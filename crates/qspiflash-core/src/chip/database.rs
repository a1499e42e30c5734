//! Device database for runtime loading and lookup
//!
//! This module provides the `DeviceDatabase` type for loading device
//! definitions from RON files at runtime, for boards that carry parts the
//! built-in table does not know.

use alloc::borrow::Cow;
use alloc::format;
use alloc::{string::String, vec::Vec};
use std::fs;
use std::io;
use std::path::Path;

use super::types::{FlashDevice, JedecId, StatusLayout};
use super::Features;

/// Error type for device database operations
#[derive(Debug)]
pub enum DeviceDbError {
    /// I/O error reading files
    Io(io::Error),
    /// RON parsing error
    Parse(ron::error::SpannedError),
    /// Validation error
    Validation(String),
}

impl From<io::Error> for DeviceDbError {
    fn from(e: io::Error) -> Self {
        DeviceDbError::Io(e)
    }
}

impl From<ron::error::SpannedError> for DeviceDbError {
    fn from(e: ron::error::SpannedError) -> Self {
        DeviceDbError::Parse(e)
    }
}

impl std::fmt::Display for DeviceDbError {
    fn fmt(&self, f: &mut std::fmt::Formatter<'_>) -> std::fmt::Result {
        match self {
            DeviceDbError::Io(e) => write!(f, "I/O error: {}", e),
            DeviceDbError::Parse(e) => write!(f, "Parse error: {}", e),
            DeviceDbError::Validation(msg) => write!(f, "Validation error: {}", msg),
        }
    }
}

impl std::error::Error for DeviceDbError {}

// ============================================================================
// RON deserialization types (intermediate format)
// ============================================================================

/// Size specification with human-readable units (for RON parsing)
#[derive(Debug, Clone, Copy, serde::Deserialize)]
pub enum Size {
    /// Size in bytes
    B(u32),
    /// Size in kibibytes (1024 bytes)
    KiB(u32),
    /// Size in mebibytes (1024 * 1024 bytes)
    MiB(u32),
}

impl Size {
    /// Convert to bytes, or `None` if the result does not fit in a u32
    pub fn to_bytes(self) -> Option<u32> {
        match self {
            Size::B(n) => Some(n),
            Size::KiB(n) => n.checked_mul(1024),
            Size::MiB(n) => n.checked_mul(1024 * 1024),
        }
    }
}

/// Feature flags (RON format)
#[derive(Debug, Clone, Copy, Default, serde::Deserialize)]
#[serde(default)]
struct FeaturesDef {
    fast_read: bool,
    qspi: bool,
    qspi_writes: bool,
    sector_protection: bool,
}

impl From<FeaturesDef> for Features {
    fn from(def: FeaturesDef) -> Self {
        let mut f = Features::empty();
        if def.fast_read {
            f |= Features::FAST_READ;
        }
        if def.qspi {
            f |= Features::QSPI;
        }
        if def.qspi_writes {
            f |= Features::QSPI_WRITES;
        }
        if def.sector_protection {
            f |= Features::SECTOR_PROTECTION;
        }
        f
    }
}

/// Status register layout (RON format)
#[derive(Debug, Clone, Copy, Default, serde::Deserialize)]
enum StatusLayoutDef {
    #[default]
    Combined,
    Split,
    SingleByte,
}

impl From<StatusLayoutDef> for StatusLayout {
    fn from(def: StatusLayoutDef) -> Self {
        match def {
            StatusLayoutDef::Combined => StatusLayout::Combined,
            StatusLayoutDef::Split => StatusLayout::Split,
            StatusLayoutDef::SingleByte => StatusLayout::SingleByte,
        }
    }
}

/// Single device definition in RON format
#[derive(Debug, Clone, serde::Deserialize)]
struct DeviceDef {
    name: String,
    memory_type: u8,
    capacity: u8,
    total_size: Size,
    #[serde(default = "default_page_size")]
    page_size: Size,
    #[serde(default = "default_sector_size")]
    sector_size: Size,
    #[serde(default = "default_block_size")]
    block_size: Size,
    #[serde(default = "default_start_up_time")]
    start_up_time_us: u16,
    max_clock_speed_mhz: u8,
    #[serde(default)]
    quad_enable_bit_mask: u8,
    #[serde(default)]
    status_layout: StatusLayoutDef,
    #[serde(default)]
    features: FeaturesDef,
}

fn default_page_size() -> Size {
    Size::B(256)
}

fn default_sector_size() -> Size {
    Size::KiB(4)
}

fn default_block_size() -> Size {
    Size::KiB(64)
}

fn default_start_up_time() -> u16 {
    5000
}

/// Vendor definition containing multiple devices
#[derive(Debug, Clone, serde::Deserialize)]
struct VendorDef {
    vendor: String,
    manufacturer_id: u8,
    devices: Vec<DeviceDef>,
}

// ============================================================================
// Device database
// ============================================================================

/// Runtime device database
///
/// Holds device definitions loaded from RON files. Lookup order is load
/// order, matching the built-in table's first-match rule.
#[derive(Debug, Clone, Default)]
pub struct DeviceDatabase {
    devices: Vec<FlashDevice>,
}

impl DeviceDatabase {
    /// Create an empty device database
    pub fn new() -> Self {
        Self {
            devices: Vec::new(),
        }
    }

    /// Create a database seeded with the built-in table
    #[cfg(feature = "builtin-devices")]
    pub fn with_known_devices() -> Self {
        Self {
            devices: super::KNOWN_DEVICES.to_vec(),
        }
    }

    /// Load device definitions from a single RON file
    pub fn load_file(&mut self, path: &Path) -> Result<usize, DeviceDbError> {
        let content = fs::read_to_string(path)?;
        self.load_ron(&content)
    }

    /// Load device definitions from a RON string
    pub fn load_ron(&mut self, content: &str) -> Result<usize, DeviceDbError> {
        let vendor_def: VendorDef = ron::from_str(content)?;
        let count = vendor_def.devices.len();

        for def in vendor_def.devices {
            let total_size = size_bytes(&def.name, def.total_size)?;
            let page_size = size_bytes(&def.name, def.page_size)?;
            let sector_size = size_bytes(&def.name, def.sector_size)?;
            let block_size = size_bytes(&def.name, def.block_size)?;
            let device = FlashDevice {
                name: Cow::Owned(def.name),
                jedec: JedecId::new(vendor_def.manufacturer_id, def.memory_type, def.capacity),
                total_size,
                page_size,
                sector_size,
                block_size,
                start_up_time_us: def.start_up_time_us,
                max_clock_speed_mhz: def.max_clock_speed_mhz,
                quad_enable_bit_mask: def.quad_enable_bit_mask,
                status_layout: def.status_layout.into(),
                features: def.features.into(),
            };
            validate(&device)?;
            log::debug!(
                "Loaded {} {} ({})",
                vendor_def.vendor,
                device.name,
                device.jedec
            );
            self.devices.push(device);
        }

        Ok(count)
    }

    /// Load all RON files from a directory
    pub fn load_dir(&mut self, dir: &Path) -> Result<usize, DeviceDbError> {
        let mut total = 0;

        for entry in fs::read_dir(dir)? {
            let entry = entry?;
            let path = entry.path();

            if path.extension().is_some_and(|ext| ext == "ron") {
                total += self.load_file(&path)?;
            }
        }

        Ok(total)
    }

    /// Get all devices in the database, in match order
    pub fn devices(&self) -> &[FlashDevice] {
        &self.devices
    }

    /// Get the number of devices in the database
    pub fn len(&self) -> usize {
        self.devices.len()
    }

    /// Check if the database is empty
    pub fn is_empty(&self) -> bool {
        self.devices.is_empty()
    }

    /// Find a device by its JEDEC ID
    pub fn find_by_jedec(&self, id: JedecId) -> Option<&FlashDevice> {
        super::find_by_jedec(&self.devices, id)
    }

    /// Find devices by name (case-insensitive partial match)
    pub fn find_by_name(&self, name: &str) -> Vec<&FlashDevice> {
        let name_lower = name.to_lowercase();
        self.devices
            .iter()
            .filter(|d| d.name.to_lowercase().contains(&name_lower))
            .collect()
    }
}

fn size_bytes(name: &str, size: Size) -> Result<u32, DeviceDbError> {
    size.to_bytes()
        .ok_or_else(|| DeviceDbError::Validation(format!("{}: size overflows u32", name)))
}

fn validate(device: &FlashDevice) -> Result<(), DeviceDbError> {
    let pow2 = |v: u32| v != 0 && v.is_power_of_two();
    if !pow2(device.page_size) || !pow2(device.sector_size) || !pow2(device.block_size) {
        return Err(DeviceDbError::Validation(format!(
            "{}: page, sector and block sizes must be powers of two",
            device.name
        )));
    }
    if device.total_size == 0 || device.total_size % device.block_size != 0 {
        return Err(DeviceDbError::Validation(format!(
            "{}: total size must be a nonzero multiple of the block size",
            device.name
        )));
    }
    if device.quad_enable_bit_mask.count_ones() > 1 {
        return Err(DeviceDbError::Validation(format!(
            "{}: quad enable mask must have at most one bit set",
            device.name
        )));
    }
    Ok(())
}
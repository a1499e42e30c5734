//! QSPI transport abstraction
//!
//! One implementation exists per target controller; each lives in its own
//! crate and is selected at build time.

mod traits;

#[cfg(all(test, feature = "std"))]
pub(crate) mod mock;

pub use traits::QspiTransport;
//! SAMD51 QSPI and CMCC register definitions and access

/// QSPI peripheral base address
pub const QSPI_BASE: usize = 0x4200_1C00;
/// Cortex-M cache controller base address
pub const CMCC_BASE: usize = 0x4100_6000;
/// Memory-mapped flash window
pub const QSPI_AHB_BASE: usize = 0x0400_0000;
/// Size of the memory-mapped flash window
pub const QSPI_AHB_SIZE: u32 = 0x0100_0000;

/// QSPI register bits
pub mod qspi {
    /// CTRLA: software reset
    pub const CTRLA_SWRST: u32 = 1 << 0;
    /// CTRLA: enable
    pub const CTRLA_ENABLE: u32 = 1 << 1;
    /// CTRLA: last transfer, deasserts chip select
    pub const CTRLA_LASTXFER: u32 = 1 << 24;

    /// CTRLB: serial memory mode
    pub const CTRLB_MODE_MEMORY: u32 = 1 << 0;
    /// CTRLB: chip select deasserted on LASTXFER
    pub const CTRLB_CSMODE_LASTXFER: u32 = 1 << 4;
    /// CTRLB: 8-bit data length
    pub const CTRLB_DATALEN_8BITS: u32 = 0 << 8;

    /// BAUD: divider field shift
    pub const BAUD_SHIFT: u32 = 8;
    /// BAUD: divider field mask
    pub const BAUD_MASK: u32 = 0xFF << BAUD_SHIFT;

    /// INTFLAG: instruction end
    pub const INTFLAG_INSTREND: u32 = 1 << 10;

    /// INSTRCTRL: option code shift
    pub const INSTRCTRL_OPTCODE_SHIFT: u32 = 16;
}

/// CMCC register bits
pub mod cmcc {
    /// CTRL: cache enable
    pub const CTRL_CEN: u32 = 1 << 0;
    /// SR: cache controller status (1 while enabled)
    pub const SR_CSTS: u32 = 1 << 0;
    /// MAINT0: invalidate all
    pub const MAINT0_INVALL: u32 = 1 << 0;
}

/// Registers touched by the transport
#[derive(Debug, Clone, Copy, PartialEq, Eq, Hash)]
pub enum Register {
    /// QSPI CTRLA
    CtrlA,
    /// QSPI CTRLB
    CtrlB,
    /// QSPI BAUD
    Baud,
    /// QSPI INTFLAG
    IntFlag,
    /// QSPI INSTRADDR
    InstrAddr,
    /// QSPI INSTRCTRL
    InstrCtrl,
    /// QSPI INSTRFRAME
    InstrFrame,
    /// CMCC CTRL
    CmccCtrl,
    /// CMCC SR
    CmccSr,
    /// CMCC MAINT0
    CmccMaint0,
}

impl Register {
    /// Offset from the owning peripheral's base address
    pub const fn offset(&self) -> usize {
        match self {
            Self::CtrlA => 0x00,
            Self::CtrlB => 0x04,
            Self::Baud => 0x08,
            Self::IntFlag => 0x1C,
            Self::InstrAddr => 0x30,
            Self::InstrCtrl => 0x34,
            Self::InstrFrame => 0x38,
            Self::CmccCtrl => 0x08,
            Self::CmccSr => 0x0C,
            Self::CmccMaint0 => 0x20,
        }
    }

    /// True for cache controller registers
    pub const fn is_cmcc(&self) -> bool {
        matches!(self, Self::CmccCtrl | Self::CmccSr | Self::CmccMaint0)
    }
}

/// Access to the QSPI and CMCC registers and the flash window
///
/// [`MmioRegisters`] is the hardware implementation; tests substitute a
/// fake that records the access sequence.
pub trait RegisterBlock {
    /// Read a register
    fn read(&mut self, reg: Register) -> u32;

    /// Write a register
    fn write(&mut self, reg: Register, value: u32);

    /// Copy `buf.len()` bytes out of the flash window starting at `offset`
    fn read_window(&mut self, offset: u32, buf: &mut [u8]);

    /// Copy `data` into the flash window starting at `offset`
    fn write_window(&mut self, offset: u32, data: &[u8]);

    /// Data and instruction synchronization barriers
    fn barrier(&mut self);

    /// Busy-wait for roughly `cycles` core clock cycles
    fn delay_cycles(&mut self, cycles: u32) {
        #[cfg(target_arch = "arm")]
        cortex_m::asm::delay(cycles);
        #[cfg(not(target_arch = "arm"))]
        for _ in 0..cycles {
            core::hint::spin_loop();
        }
    }
}

/// Volatile access to the real peripherals
#[derive(Debug)]
pub struct MmioRegisters {
    qspi_base: usize,
    cmcc_base: usize,
    window_base: usize,
}

impl MmioRegisters {
    /// Access peripherals at explicit base addresses
    ///
    /// # Safety
    ///
    /// The addresses must be the QSPI, CMCC and QSPI AHB window of the
    /// running chip, and no other code may drive those peripherals while
    /// this value exists.
    pub const unsafe fn new(qspi_base: usize, cmcc_base: usize, window_base: usize) -> Self {
        Self {
            qspi_base,
            cmcc_base,
            window_base,
        }
    }

    /// Access the peripherals at their SAMD51 addresses
    ///
    /// # Safety
    ///
    /// Same contract as [`MmioRegisters::new`].
    pub const unsafe fn samd51() -> Self {
        Self::new(QSPI_BASE, CMCC_BASE, QSPI_AHB_BASE)
    }

    #[inline]
    fn address(&self, reg: Register) -> usize {
        let base = if reg.is_cmcc() {
            self.cmcc_base
        } else {
            self.qspi_base
        };
        base + reg.offset()
    }
}

impl RegisterBlock for MmioRegisters {
    #[inline]
    fn read(&mut self, reg: Register) -> u32 {
        // SAFETY: the address is a register of a peripheral owned by self
        unsafe { core::ptr::read_volatile(self.address(reg) as *const u32) }
    }

    #[inline]
    fn write(&mut self, reg: Register, value: u32) {
        // SAFETY: the address is a register of a peripheral owned by self
        unsafe { core::ptr::write_volatile(self.address(reg) as *mut u32, value) }
    }

    fn read_window(&mut self, offset: u32, buf: &mut [u8]) {
        let src = (self.window_base + offset as usize) as *const u8;
        for (i, byte) in buf.iter_mut().enumerate() {
            // SAFETY: the caller keeps offset + len inside the window
            *byte = unsafe { core::ptr::read_volatile(src.add(i)) };
        }
    }

    fn write_window(&mut self, offset: u32, data: &[u8]) {
        let dst = (self.window_base + offset as usize) as *mut u8;
        for (i, &byte) in data.iter().enumerate() {
            // SAFETY: the caller keeps offset + len inside the window
            unsafe { core::ptr::write_volatile(dst.add(i), byte) };
        }
    }

    #[inline]
    fn barrier(&mut self) {
        #[cfg(target_arch = "arm")]
        {
            cortex_m::asm::dsb();
            cortex_m::asm::isb();
        }
        #[cfg(not(target_arch = "arm"))]
        core::sync::atomic::fence(core::sync::atomic::Ordering::SeqCst);
    }
}
//! Flash device types and tables
//!
//! This module provides the descriptor for a QSPI flash part, the built-in
//! table of known parts and, with `std`, a RON loader for extra tables.

mod features;
mod table;
mod types;

#[cfg(feature = "std")]
mod database;

pub use features::Features;
pub use table::*;
pub use types::*;

#[cfg(feature = "std")]
pub use database::*;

* **Required work**
Using the entries above, return exactly the lines from the line with "let path = entry.path();" to the line with "database is empty", counting both of those lines.

* **Written response**
            let path = entry.path();

            if path.extension().is_some_and(|ext| ext == "ron") {
                total += self.load_file(&path)?;
            }
        }

        Ok(total)
    }

    /// Get all devices in the database, in match order
    pub fn devices(&self) -> &[FlashDevice] {
        &self.devices
    }

    /// Get the number of devices in the database
    pub fn len(&self) -> usize {
        self.devices.len()
    }

    /// Check if the database is empty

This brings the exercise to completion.